そこで本発明は、上記先行技術文献に開示されているような杭径の範囲だけでなく杭基礎周辺の広範囲にわたる軟弱地盤を改良して所定の支持力を確保する方法を提供するものであり、太陽光パネル設備その他軽量構造物の地盤改良工法として一般的に用いられているセメント系固化材を混合、撹拌、転圧して地盤の支持力を改善する混合処理工法などの複数の工程を要する施工方法を用いずに、充填材をスクリュー杭の回転貫入により押し下げながら軟弱地盤へ押し出しつつ置き換えるという簡易な方法によって地盤改良を行うと同時に均一な支持力が得られる杭基礎及びその施工方法を提供するものである。すなわち、本発明の構成は以下の通りである。
なお、本発明でいう軟弱地盤の語は、杭基礎が地盤の強度が弱いために地盤改良をすることなしには構造物の支持地盤として充分な支持力をもたない地盤をいうものであり、その典型例として有機質土や高有機質土(腐植土)などがあるがこれらに限定されるものではないという意味で用いられるものである。
第1に本発明の請求項1 記載の杭基礎は、スクリュー杭と、充填材により軟弱地盤が置き換えられて形成される改良地盤とで構成され、該スクリュー杭の貫入と該改良地盤の形成が同時に施工されて構築されることを特徴とする杭基礎である。
第2に本発明の請求項2記載の杭基礎は、前記充填材の粒径が2.5mm~5mmの範囲にある砕石であることを特徴とする請求項1記載の杭基礎である。
第3に本発明の請求項3記載の杭基礎は、前記充填材が2つの異なる粒径の範囲にある砕石を併用するものであって、小さい方の粒径の範囲にある砕石群は前記スクリュー杭を囲繞し、大きい方の粒径の範囲にある砕石群は前記小さい方の粒径の範囲にある砕石群を囲繞するように構築されることを特徴とする請求項1記載の杭基礎である。

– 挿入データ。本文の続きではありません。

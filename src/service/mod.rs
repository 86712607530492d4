//! EntityAccessor: generic CRUD using the safe SQL builder.

mod accessor;
pub use accessor::EntityAccessor;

第4に本発明の請求項4記載の杭基礎は、前記充填材が前記杭基礎が構築される地盤のN値が5以上の場合は粒径が2.5mm~5mmの範囲にある砕石であり、該地盤のN値が4以下の場合は粒径が2.5mm~5mmの範囲にある砕石及び粒径が15mm~40mmの範囲にある砕石を併用するものであって、粒径が2.5mm~5mmの範囲にある砕石群は前記スクリュー杭を囲繞し、粒径が15mm~40mmの範囲にある砕石群は前記粒径が2.5mm~5mmの範囲にある砕石群を囲繞するように構築されることを特徴とする請求項1記載の杭基礎である。

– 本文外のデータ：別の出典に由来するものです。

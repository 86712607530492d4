//! Reads table and column metadata from the PostgreSQL system catalogs.

use crate::error::SchemaError;
use crate::schema::types::{ColumnDefinition, ColumnKind, TableDefinition};
use sqlx::postgres::PgRow;
use sqlx::{PgPool, Row};
use std::collections::BTreeMap;

/// One row per (table, column); tables without columns still produce a row with NULL column fields.
const TABLE_COLUMNS_SQL: &str = r#"
    SELECT
        c.relname AS table_name,
        a.attname AS column_name,
        a.attnum::integer AS ordinal,
        pg_catalog.format_type(a.atttypid, a.atttypmod) AS sql_type,
        pg_catalog.format_type(a.atttypid, -1) AS cast_type,
        t.typname AS udt_name,
        NOT a.attnotnull AS nullable,
        (a.atthasdef OR a.attidentity <> '' OR a.attgenerated <> '') AS has_default,
        array_position(pk.conkey, a.attnum)::integer AS pk_position
    FROM pg_catalog.pg_class c
    JOIN pg_catalog.pg_namespace n ON n.oid = c.relnamespace
    LEFT JOIN pg_catalog.pg_attribute a
        ON a.attrelid = c.oid AND a.attnum > 0 AND NOT a.attisdropped
    LEFT JOIN pg_catalog.pg_type t ON t.oid = a.atttypid
    LEFT JOIN pg_catalog.pg_constraint pk ON pk.conrelid = c.oid AND pk.contype = 'p'
    WHERE n.nspname = $1
      AND c.relkind IN ('r', 'p')
    ORDER BY c.relname, a.attnum
"#;

/// Load every ordinary and partitioned table of `schema`.
pub async fn load_tables(pool: &PgPool, schema: &str) -> Result<Vec<TableDefinition>, SchemaError> {
    let rows = sqlx::query(TABLE_COLUMNS_SQL).bind(schema).fetch_all(pool).await?;

    let mut by_table: BTreeMap<String, Vec<ColumnDefinition>> = BTreeMap::new();
    for row in &rows {
        let table: String = row.try_get("table_name")?;
        let columns = by_table.entry(table).or_default();
        if let Some(col) = column_from_row(row)? {
            columns.push(col);
        }
    }

    Ok(by_table
        .into_iter()
        .map(|(name, columns)| TableDefinition::new(schema, name, columns))
        .collect())
}

fn column_from_row(row: &PgRow) -> Result<Option<ColumnDefinition>, SchemaError> {
    let Some(name) = row.try_get::<Option<String>, _>("column_name")? else {
        return Ok(None);
    };
    let udt: Option<String> = row.try_get("udt_name")?;
    Ok(Some(ColumnDefinition {
        name,
        ordinal: row.try_get::<Option<i32>, _>("ordinal")?.unwrap_or_default(),
        sql_type: row.try_get::<Option<String>, _>("sql_type")?.unwrap_or_else(|| "text".into()),
        cast_type: row.try_get::<Option<String>, _>("cast_type")?.unwrap_or_else(|| "text".into()),
        kind: udt.as_deref().map(ColumnKind::from_udt_name).unwrap_or(ColumnKind::Other),
        nullable: row.try_get::<Option<bool>, _>("nullable")?.unwrap_or(true),
        has_default: row.try_get::<Option<bool>, _>("has_default")?.unwrap_or(false),
        pk_position: row.try_get("pk_position")?,
    }))
}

第5に本発明の請求項5記載の杭基礎の施工方法は、請求項1又は2記載の杭基礎の施工方法であって、
掘削孔を形成する掘削工程と、
地表より該掘削孔に前記充填材を投入する投入工程と、
前記スクリュー杭を該掘削孔に貫入させつつ該充填材を押し下げながら軟弱地盤に押し出す貫入工程と、
該スクリュー杭を該掘削孔から引き出す引出工程とからなり、
該掘削孔は、該スクリュー杭の羽根径に該充填材の最大粒径の1倍から2倍程度の長さを加えた孔径であって、該スクリュー杭長に該掘削孔底に該充填材を充填させるための余掘り長を加えた深度まで形成され、
該充填材は、該掘削孔の所定の位置まで投入され、
該スクリュー杭は該掘削孔に正回転で貫入させつつ該充填材を押し下げながら該掘削孔周辺の軟弱地盤に押し出し、
その後に該スクリュー杭を逆回転させてスクリュー杭の羽根の形成部分の10%以上が該掘削孔から引き上げられ、
前記投入工程と前記貫入工程と前記引出工程が前記杭基礎が所定の支持力に達するまで繰り返され、該所定の支持力に達した時点で該引出工程をせずに該スクリュー杭が該掘削孔に定置されて施工が終了することを特徴とする杭基礎の施工方法である。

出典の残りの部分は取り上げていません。